(Data for review):
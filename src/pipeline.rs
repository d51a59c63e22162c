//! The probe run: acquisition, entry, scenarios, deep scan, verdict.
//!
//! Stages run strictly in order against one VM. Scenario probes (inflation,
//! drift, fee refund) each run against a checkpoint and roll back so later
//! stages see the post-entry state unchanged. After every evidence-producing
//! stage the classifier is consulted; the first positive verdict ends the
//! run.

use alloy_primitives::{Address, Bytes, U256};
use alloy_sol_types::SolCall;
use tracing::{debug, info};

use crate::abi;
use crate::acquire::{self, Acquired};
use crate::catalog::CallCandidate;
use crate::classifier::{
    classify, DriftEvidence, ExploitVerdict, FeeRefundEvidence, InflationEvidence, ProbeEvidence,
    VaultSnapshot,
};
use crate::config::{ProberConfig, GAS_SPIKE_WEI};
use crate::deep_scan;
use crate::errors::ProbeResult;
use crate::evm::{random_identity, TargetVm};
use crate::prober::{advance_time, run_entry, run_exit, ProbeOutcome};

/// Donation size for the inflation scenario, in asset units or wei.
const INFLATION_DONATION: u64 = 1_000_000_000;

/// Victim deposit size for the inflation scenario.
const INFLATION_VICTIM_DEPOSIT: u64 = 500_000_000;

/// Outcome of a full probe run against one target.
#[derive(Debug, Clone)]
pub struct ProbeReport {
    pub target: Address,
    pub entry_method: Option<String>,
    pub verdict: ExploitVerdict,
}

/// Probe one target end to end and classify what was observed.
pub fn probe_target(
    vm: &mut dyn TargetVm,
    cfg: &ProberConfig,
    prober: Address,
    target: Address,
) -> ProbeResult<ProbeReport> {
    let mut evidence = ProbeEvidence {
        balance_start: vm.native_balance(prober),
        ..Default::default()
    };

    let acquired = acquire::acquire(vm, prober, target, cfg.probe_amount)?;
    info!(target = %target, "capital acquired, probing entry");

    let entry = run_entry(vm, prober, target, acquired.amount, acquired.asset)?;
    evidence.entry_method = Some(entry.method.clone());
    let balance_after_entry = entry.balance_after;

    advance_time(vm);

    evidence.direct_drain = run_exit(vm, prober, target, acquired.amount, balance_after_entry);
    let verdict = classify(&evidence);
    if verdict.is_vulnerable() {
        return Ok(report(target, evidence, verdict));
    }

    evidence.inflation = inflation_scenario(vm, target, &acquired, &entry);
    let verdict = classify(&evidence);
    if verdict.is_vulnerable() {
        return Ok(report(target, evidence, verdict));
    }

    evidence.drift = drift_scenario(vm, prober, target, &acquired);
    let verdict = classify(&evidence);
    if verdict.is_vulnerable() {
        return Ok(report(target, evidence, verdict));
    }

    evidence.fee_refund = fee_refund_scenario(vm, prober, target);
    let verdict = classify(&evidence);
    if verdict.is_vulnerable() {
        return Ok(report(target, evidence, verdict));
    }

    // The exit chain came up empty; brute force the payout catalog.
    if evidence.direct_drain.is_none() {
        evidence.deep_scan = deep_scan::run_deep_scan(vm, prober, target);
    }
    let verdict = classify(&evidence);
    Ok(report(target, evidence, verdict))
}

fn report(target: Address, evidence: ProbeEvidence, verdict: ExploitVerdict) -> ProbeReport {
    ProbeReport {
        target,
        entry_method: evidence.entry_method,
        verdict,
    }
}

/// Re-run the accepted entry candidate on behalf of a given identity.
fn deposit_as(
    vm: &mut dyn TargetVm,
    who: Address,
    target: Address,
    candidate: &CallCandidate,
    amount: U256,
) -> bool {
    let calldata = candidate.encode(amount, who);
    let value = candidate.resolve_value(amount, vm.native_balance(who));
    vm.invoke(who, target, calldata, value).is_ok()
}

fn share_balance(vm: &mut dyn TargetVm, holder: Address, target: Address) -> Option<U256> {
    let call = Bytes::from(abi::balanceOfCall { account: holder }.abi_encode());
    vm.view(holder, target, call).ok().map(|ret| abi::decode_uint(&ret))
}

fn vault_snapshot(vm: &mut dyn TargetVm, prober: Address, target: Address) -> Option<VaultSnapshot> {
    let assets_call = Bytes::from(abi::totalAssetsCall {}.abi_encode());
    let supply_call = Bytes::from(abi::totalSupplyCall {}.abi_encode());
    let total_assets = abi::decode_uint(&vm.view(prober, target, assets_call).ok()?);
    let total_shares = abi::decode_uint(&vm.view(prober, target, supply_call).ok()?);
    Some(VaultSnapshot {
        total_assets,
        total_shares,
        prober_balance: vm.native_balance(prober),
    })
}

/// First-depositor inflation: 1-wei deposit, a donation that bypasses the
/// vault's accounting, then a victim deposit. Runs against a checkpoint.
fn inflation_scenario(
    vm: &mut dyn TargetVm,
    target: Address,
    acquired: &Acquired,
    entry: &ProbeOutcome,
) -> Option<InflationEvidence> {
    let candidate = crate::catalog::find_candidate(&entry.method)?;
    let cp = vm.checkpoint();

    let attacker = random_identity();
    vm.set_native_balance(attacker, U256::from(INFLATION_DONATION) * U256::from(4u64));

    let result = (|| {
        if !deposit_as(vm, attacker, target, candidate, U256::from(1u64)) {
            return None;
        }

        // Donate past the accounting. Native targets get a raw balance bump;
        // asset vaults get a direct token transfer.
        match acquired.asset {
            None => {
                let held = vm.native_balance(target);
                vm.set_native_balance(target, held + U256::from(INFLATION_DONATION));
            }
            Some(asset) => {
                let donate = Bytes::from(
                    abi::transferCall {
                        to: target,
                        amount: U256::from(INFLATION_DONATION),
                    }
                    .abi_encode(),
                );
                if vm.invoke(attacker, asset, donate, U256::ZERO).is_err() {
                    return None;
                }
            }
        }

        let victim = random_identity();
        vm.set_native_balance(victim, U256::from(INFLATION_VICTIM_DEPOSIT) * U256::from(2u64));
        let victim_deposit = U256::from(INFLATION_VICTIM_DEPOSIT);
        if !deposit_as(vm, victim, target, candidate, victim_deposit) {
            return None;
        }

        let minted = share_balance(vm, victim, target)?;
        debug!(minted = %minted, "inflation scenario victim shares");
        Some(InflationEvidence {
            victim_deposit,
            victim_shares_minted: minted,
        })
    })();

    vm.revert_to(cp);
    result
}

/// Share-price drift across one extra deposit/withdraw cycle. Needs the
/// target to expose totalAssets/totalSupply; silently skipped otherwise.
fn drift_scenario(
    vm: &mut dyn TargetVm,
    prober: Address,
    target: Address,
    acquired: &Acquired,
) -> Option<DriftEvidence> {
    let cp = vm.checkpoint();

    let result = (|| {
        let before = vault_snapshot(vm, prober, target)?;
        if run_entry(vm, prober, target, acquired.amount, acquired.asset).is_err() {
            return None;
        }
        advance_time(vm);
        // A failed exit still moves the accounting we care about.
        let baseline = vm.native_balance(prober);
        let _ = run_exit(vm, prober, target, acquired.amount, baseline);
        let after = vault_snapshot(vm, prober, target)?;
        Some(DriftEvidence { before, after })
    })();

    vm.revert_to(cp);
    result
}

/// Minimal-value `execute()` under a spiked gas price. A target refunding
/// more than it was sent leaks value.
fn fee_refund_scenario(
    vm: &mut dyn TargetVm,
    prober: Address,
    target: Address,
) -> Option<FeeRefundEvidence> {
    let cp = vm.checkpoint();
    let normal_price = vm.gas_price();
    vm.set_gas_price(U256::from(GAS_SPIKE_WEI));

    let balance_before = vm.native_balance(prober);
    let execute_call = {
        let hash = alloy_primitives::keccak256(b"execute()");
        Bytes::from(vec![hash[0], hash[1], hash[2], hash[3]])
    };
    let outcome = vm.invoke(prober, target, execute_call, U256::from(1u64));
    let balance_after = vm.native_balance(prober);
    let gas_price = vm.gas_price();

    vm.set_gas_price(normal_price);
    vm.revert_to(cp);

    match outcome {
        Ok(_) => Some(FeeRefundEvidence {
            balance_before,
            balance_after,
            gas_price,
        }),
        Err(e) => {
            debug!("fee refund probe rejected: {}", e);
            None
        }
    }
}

(Work to be completed): Restate word for word the lines above, beginning at the first one and ending at the line that carries "pub struct ProbeReport".

(Written answer):
filename src/pipeline.rs
repository d51a59c63e22162c
//! The probe run: acquisition, entry, scenarios, deep scan, verdict.
//!
//! Stages run strictly in order against one VM. Scenario probes (inflation,
//! drift, fee refund) each run against a checkpoint and roll back so later
//! stages see the post-entry state unchanged. After every evidence-producing
//! stage the classifier is consulted; the first positive verdict ends the
//! run.

use alloy_primitives::{Address, Bytes, U256};
use alloy_sol_types::SolCall;
use tracing::{debug, info};

use crate::abi;
use crate::acquire::{self, Acquired};
use crate::catalog::CallCandidate;
use crate::classifier::{
    classify, DriftEvidence, ExploitVerdict, FeeRefundEvidence, InflationEvidence, ProbeEvidence,
    VaultSnapshot,
};
use crate::config::{ProberConfig, GAS_SPIKE_WEI};
use crate::deep_scan;
use crate::errors::ProbeResult;
use crate::evm::{random_identity, TargetVm};
use crate::prober::{advance_time, run_entry, run_exit, ProbeOutcome};

/// Donation size for the inflation scenario, in asset units or wei.
const INFLATION_DONATION: u64 = 1_000_000_000;

/// Victim deposit size for the inflation scenario.
const INFLATION_VICTIM_DEPOSIT: u64 = 500_000_000;

/// Outcome of a full probe run against one target.
#[derive(Debug, Clone)]
pub struct ProbeReport {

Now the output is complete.